[Stored data]
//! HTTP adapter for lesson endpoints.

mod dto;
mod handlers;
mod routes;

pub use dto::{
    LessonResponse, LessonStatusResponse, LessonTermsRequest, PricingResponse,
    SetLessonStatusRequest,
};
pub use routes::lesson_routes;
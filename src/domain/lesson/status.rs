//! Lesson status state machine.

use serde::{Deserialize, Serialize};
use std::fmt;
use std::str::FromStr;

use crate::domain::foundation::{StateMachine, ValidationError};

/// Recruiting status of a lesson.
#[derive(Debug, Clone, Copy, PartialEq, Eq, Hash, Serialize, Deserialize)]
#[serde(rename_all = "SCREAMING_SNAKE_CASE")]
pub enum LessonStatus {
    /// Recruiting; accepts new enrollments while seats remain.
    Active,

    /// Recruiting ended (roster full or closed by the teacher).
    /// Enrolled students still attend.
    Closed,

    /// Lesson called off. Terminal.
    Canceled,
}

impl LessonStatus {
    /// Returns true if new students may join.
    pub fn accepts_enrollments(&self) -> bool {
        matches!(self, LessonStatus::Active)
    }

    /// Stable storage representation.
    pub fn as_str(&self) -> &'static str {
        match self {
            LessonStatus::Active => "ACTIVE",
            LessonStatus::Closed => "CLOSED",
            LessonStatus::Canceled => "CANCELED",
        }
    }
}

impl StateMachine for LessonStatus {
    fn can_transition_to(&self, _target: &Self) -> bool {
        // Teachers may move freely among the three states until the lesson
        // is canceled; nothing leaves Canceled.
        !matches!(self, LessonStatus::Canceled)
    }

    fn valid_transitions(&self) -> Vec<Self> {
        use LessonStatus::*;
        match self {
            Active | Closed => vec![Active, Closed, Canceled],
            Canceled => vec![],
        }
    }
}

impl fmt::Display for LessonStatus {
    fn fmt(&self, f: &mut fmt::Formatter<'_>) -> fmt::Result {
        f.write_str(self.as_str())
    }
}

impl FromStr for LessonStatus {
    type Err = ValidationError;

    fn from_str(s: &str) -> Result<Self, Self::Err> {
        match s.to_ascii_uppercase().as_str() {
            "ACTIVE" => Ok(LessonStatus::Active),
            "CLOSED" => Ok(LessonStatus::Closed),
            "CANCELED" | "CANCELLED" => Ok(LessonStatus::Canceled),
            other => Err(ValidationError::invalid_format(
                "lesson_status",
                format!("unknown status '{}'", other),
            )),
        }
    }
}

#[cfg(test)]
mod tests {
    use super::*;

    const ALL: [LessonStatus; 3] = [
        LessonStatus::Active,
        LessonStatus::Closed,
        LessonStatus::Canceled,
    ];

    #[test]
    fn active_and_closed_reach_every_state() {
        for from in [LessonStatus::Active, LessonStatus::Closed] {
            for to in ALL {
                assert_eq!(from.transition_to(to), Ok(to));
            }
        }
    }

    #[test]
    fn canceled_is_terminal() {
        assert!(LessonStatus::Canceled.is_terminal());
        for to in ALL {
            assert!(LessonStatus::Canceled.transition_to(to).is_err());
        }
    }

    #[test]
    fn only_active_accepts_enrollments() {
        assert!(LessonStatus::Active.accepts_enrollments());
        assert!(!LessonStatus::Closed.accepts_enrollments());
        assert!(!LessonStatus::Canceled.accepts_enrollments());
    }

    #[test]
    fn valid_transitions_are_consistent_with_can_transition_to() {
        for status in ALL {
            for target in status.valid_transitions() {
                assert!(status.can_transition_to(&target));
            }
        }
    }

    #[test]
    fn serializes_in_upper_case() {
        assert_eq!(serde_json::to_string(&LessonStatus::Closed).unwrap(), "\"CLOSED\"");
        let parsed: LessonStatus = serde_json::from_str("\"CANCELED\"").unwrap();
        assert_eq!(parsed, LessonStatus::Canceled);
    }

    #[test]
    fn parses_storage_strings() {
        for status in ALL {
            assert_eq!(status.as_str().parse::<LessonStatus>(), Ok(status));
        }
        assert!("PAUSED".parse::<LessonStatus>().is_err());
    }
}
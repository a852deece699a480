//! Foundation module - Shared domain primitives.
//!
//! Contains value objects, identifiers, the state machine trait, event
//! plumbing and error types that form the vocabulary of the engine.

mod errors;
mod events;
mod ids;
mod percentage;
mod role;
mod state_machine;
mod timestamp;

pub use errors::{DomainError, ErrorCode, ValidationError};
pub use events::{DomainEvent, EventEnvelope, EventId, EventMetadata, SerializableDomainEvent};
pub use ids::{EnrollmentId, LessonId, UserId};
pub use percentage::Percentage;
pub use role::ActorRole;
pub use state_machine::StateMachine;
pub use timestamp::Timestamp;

▶ **HOW TO COMPLETE THIS TASK**
Return the opening line of the data and every line after it through the line containing "filename src/domain/lesson/status.rs", please, exactly as written and with nothing added.

▶ **RESULT FOR THIS EXERCISE**
//! HTTP adapter for lesson endpoints.

mod dto;
mod handlers;
mod routes;

pub use dto::{
    LessonResponse, LessonStatusResponse, LessonTermsRequest, PricingResponse,
    SetLessonStatusRequest,
};
pub use routes::lesson_routes;
filename src/domain/lesson/status.rs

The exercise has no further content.